Ekman has developed a measure of how well a person can read another's moods as
telegraphed in rapid, slight changes in facial muscles.
As
Dr. Ekman describes in "Emotions Revealed," to be published by Times
Books in April, these microexpressions - ultrarapid facial actions, some lasting
as little as one-twentieth of a second - lay bare our most naked feelings. We
are not aware we are making them; they cross our faces spontaneously and involuntarily,
and so reveal for those who can read them our emotion of the moment, utterly uncensored.
Perhaps
luckily, there is a catch: almost no one can read these moments. Though Dr.
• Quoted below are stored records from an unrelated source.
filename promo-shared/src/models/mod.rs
pub mod events;
//! Guards enforced by the Postgres statements themselves.
//!
//! Needs a disposable database: `TEST_DATABASE_URL=postgres://... cargo test`.
//! Without it every test returns early.

use chrono::{DateTime, Duration, Utc};
use promo_core::OfferRepository;
use promo_offer::{DiscountType, Offer, OfferInput, ProductDetails};
use promo_store::{DbClient, PostgresOfferRepository};
use uuid::Uuid;

async fn test_repo() -> Option<PostgresOfferRepository> {
    let Ok(url) = std::env::var("TEST_DATABASE_URL") else {
        eprintln!("TEST_DATABASE_URL not set, skipping Postgres repository test");
        return None;
    };
    let db = DbClient::new(&url, 5).await.expect("connect test database");
    db.migrate().await.expect("run migrations");
    Some(PostgresOfferRepository::new(db.pool))
}

/// Codes are unique per run so tests can share one database.
fn unique_code(prefix: &str) -> String {
    let suffix = Uuid::new_v4().simple().to_string()[..8].to_uppercase();
    format!("{prefix}{suffix}")
}

fn offer(code: &str, now: DateTime<Utc>) -> Offer {
    Offer {
        id: Uuid::new_v4(),
        title: format!("{code} deal"),
        description: "Limited time".to_string(),
        discount: "10% OFF".to_string(),
        discount_type: DiscountType::Percentage,
        discount_value: 10.0,
        valid_from: now - Duration::days(1),
        valid_until: now + Duration::days(1),
        category: "Repairs".to_string(),
        promo_code: code.to_string(),
        image: None,
        is_active: true,
        redemption_steps: Vec::new(),
        product_details: ProductDetails::default(),
        max_redemptions: None,
        current_redemptions: 0,
        target_products: Vec::new(),
        created_at: now,
        updated_at: now,
    }
}

#[tokio::test]
async fn test_redeem_stops_at_cap() {
    let Some(repo) = test_repo().await else { return };
    let now = Utc::now();
    let mut capped = offer(&unique_code("CAP"), now);
    capped.max_redemptions = Some(2);
    repo.insert(&capped).await.unwrap();

    let first = repo.redeem(capped.id, now, None).await.unwrap().unwrap();
    assert_eq!(first.current_redemptions, 1);
    let second = repo.redeem(capped.id, now, None).await.unwrap().unwrap();
    assert_eq!(second.current_redemptions, 2);
    assert!(repo.redeem(capped.id, now, None).await.unwrap().is_none());

    let stored = repo.get(capped.id).await.unwrap().unwrap();
    assert_eq!(stored.current_redemptions, 2);

    repo.delete(capped.id).await.unwrap();
}

#[tokio::test]
async fn test_redeem_refuses_outside_window_and_when_inactive() {
    let Some(repo) = test_repo().await else { return };
    let now = Utc::now();

    let mut expired = offer(&unique_code("OLD"), now);
    expired.valid_from = now - Duration::days(10);
    expired.valid_until = now - Duration::days(5);
    repo.insert(&expired).await.unwrap();

    let mut upcoming = offer(&unique_code("NEXT"), now);
    upcoming.valid_from = now + Duration::days(2);
    upcoming.valid_until = now + Duration::days(5);
    repo.insert(&upcoming).await.unwrap();

    let mut paused = offer(&unique_code("OFF"), now);
    paused.is_active = false;
    repo.insert(&paused).await.unwrap();

    for id in [expired.id, upcoming.id, paused.id] {
        assert!(repo.redeem(id, now, None).await.unwrap().is_none());
        assert_eq!(repo.get(id).await.unwrap().unwrap().current_redemptions, 0);
        repo.delete(id).await.unwrap();
    }
}

#[tokio::test]
async fn test_redeem_checks_target_products() {
    let Some(repo) = test_repo().await else { return };
    let now = Utc::now();
    let eligible = Uuid::new_v4();
    let mut targeted = offer(&unique_code("PHONE"), now);
    targeted.target_products = vec![eligible];
    repo.insert(&targeted).await.unwrap();

    assert!(repo.redeem(targeted.id, now, Some(Uuid::new_v4())).await.unwrap().is_none());
    let redeemed = repo.redeem(targeted.id, now, Some(eligible)).await.unwrap().unwrap();
    assert_eq!(redeemed.current_redemptions, 1);
    let redeemed = repo.redeem(targeted.id, now, None).await.unwrap().unwrap();
    assert_eq!(redeemed.current_redemptions, 2);

    let open = offer(&unique_code("ANY"), now);
    repo.insert(&open).await.unwrap();
    assert!(repo.redeem(open.id, now, Some(Uuid::new_v4())).await.unwrap().is_some());

    repo.delete(targeted.id).await.unwrap();
    repo.delete(open.id).await.unwrap();
}

#[tokio::test]
async fn test_update_refuses_cap_below_live_counter() {
    let Some(repo) = test_repo().await else { return };
    let now = Utc::now();
    let stale = offer(&unique_code("RACE"), now);
    repo.insert(&stale).await.unwrap();

    repo.redeem(stale.id, now, None).await.unwrap().unwrap();
    repo.redeem(stale.id, now, None).await.unwrap().unwrap();

    // Validated against the snapshot taken before the redemptions landed.
    let lowered = OfferInput {
        max_redemptions: Some(Some(1)),
        ..OfferInput::default()
    }
    .merge_onto(&stale)
    .unwrap();
    assert!(repo.update(stale.id, &lowered, now).await.unwrap().is_none());

    let raised = OfferInput {
        max_redemptions: Some(Some(2)),
        ..OfferInput::default()
    }
    .merge_onto(&stale)
    .unwrap();
    let updated = repo.update(stale.id, &raised, now).await.unwrap().unwrap();
    assert_eq!(updated.max_redemptions, Some(2));
    assert_eq!(updated.current_redemptions, 2);
    assert!(repo.redeem(stale.id, now, None).await.unwrap().is_none());

    repo.delete(stale.id).await.unwrap();
}
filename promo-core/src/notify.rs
use promo_shared::OfferEvent;
use tokio::sync::broadcast;

/// Thin pub/sub relay for offer changes. Publishing never blocks and having
/// no subscribers is fine; slow subscribers drop the oldest events.
#[derive(Clone, Debug)]
pub struct OfferNotifier {
    tx: broadcast::Sender<OfferEvent>,
}

impl OfferNotifier {
    pub fn new(capacity: usize) -> Self {
        let (tx, _) = broadcast::channel(capacity.max(1));
        Self { tx }
    }

    pub fn publish(&self, event: OfferEvent) {
        let kind = event.kind();
        let offer_id = event.offer_id();
        match self.tx.send(event) {
            Ok(receivers) => tracing::debug!(kind, %offer_id, receivers, "offer event published"),
            Err(_) => tracing::trace!(kind, %offer_id, "offer event dropped, no subscribers"),
        }
    }

    pub fn subscribe(&self) -> broadcast::Receiver<OfferEvent> {
        self.tx.subscribe()
    }
}

impl Default for OfferNotifier {
    fn default() -> Self {
        Self::new(100)
    }
}
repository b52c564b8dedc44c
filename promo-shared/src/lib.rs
pub mod models;
pub mod pii;

pub use models::events::OfferEvent;
pub use pii::Masked;
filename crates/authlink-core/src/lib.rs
//! authlink core library.
//!
//! An authenticated client for a remote identity service. Every request
//! made through [`ApiClient`] carries the current access token, and an
//! expired token is renewed transparently: concurrent requests that fail
//! with `401 Unauthorized` share a single renewal call and are each
//! retried exactly once.
//!
//! [`SessionManager`] sits on top of the client and owns the session
//! lifecycle (restore on startup, login, logout) together with the
//! persisted copy of the access token.

pub mod api;
pub mod auth;
pub mod config;
pub mod models;

pub use api::{ApiClient, ApiError, ApiResponse};
pub use auth::{AccessToken, SessionManager, SessionState, TokenStore};
pub use config::Config;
Ekman's
book explains how people can learn to detect these expressions in just hours with
proper training, his testing shows that most people - including judges, the police
and psychotherapists - are ordinarily no better at reading microexpressions than
someone making random guesses.
Yet
when Dr. Ekman brought into the laboratory two Tibetan practitioners, one scored
perfectly on reading three of six emotions tested for, and the other scored perfectly
on four. And an American teacher of Buddhist meditation got a perfect score on
all six, considered quite rare. Normally, a random guess will produce one correct
answer in six.
Such
findings, along with urgings from the Dalai Lama, inspired Dr. Ekman to design
a program called "Cultivating Emotional Balance," which combines methods
extracted from Buddhism, like mindfulness, with synergistic training from modern
psychology, like reading microexpressions, and seeks to help people better manage
their emotions and relationships.
A
pilot of the project began last month with elementary school teachers in the San
Francisco Bay area, under the direction of Dr. Margaret Kemeny, a professor of
behavioral medicine at the University of California at San Francisco. She hopes
to replicate Dr. Davidson's immune system findings on mindfulness, as well as
adding other measures of emotional and social skill, in a controlled trial with
120 nurses and teachers.
Finally,
the scientific momentum of these initial forays has intrigued other investigators.
Under the auspices of the Mind and Life Institute, which organizes the series
of continuing meetings between the Dalai Lama and scientists, there will be a
round at the Massachusetts Institute of Technology on Sept. 13 and 14. This time
the Dalai Lama will meet with an expanded group of researchers to discuss further
research possibilities.
Though
open to the public, half the seats will be reserved for graduate students and
academic researchers. (More information is at www.InvestigatingTheMind.org.)
As
for me, I am taking all this to heart. An on-again, off-again meditator since
my college days, I have become decidedly on again. Next month, my wife and I are
heading to a warm spot for two or three weeks of meditation retreat. I may never
catch up with that sublime lama, but I will enjoy trying.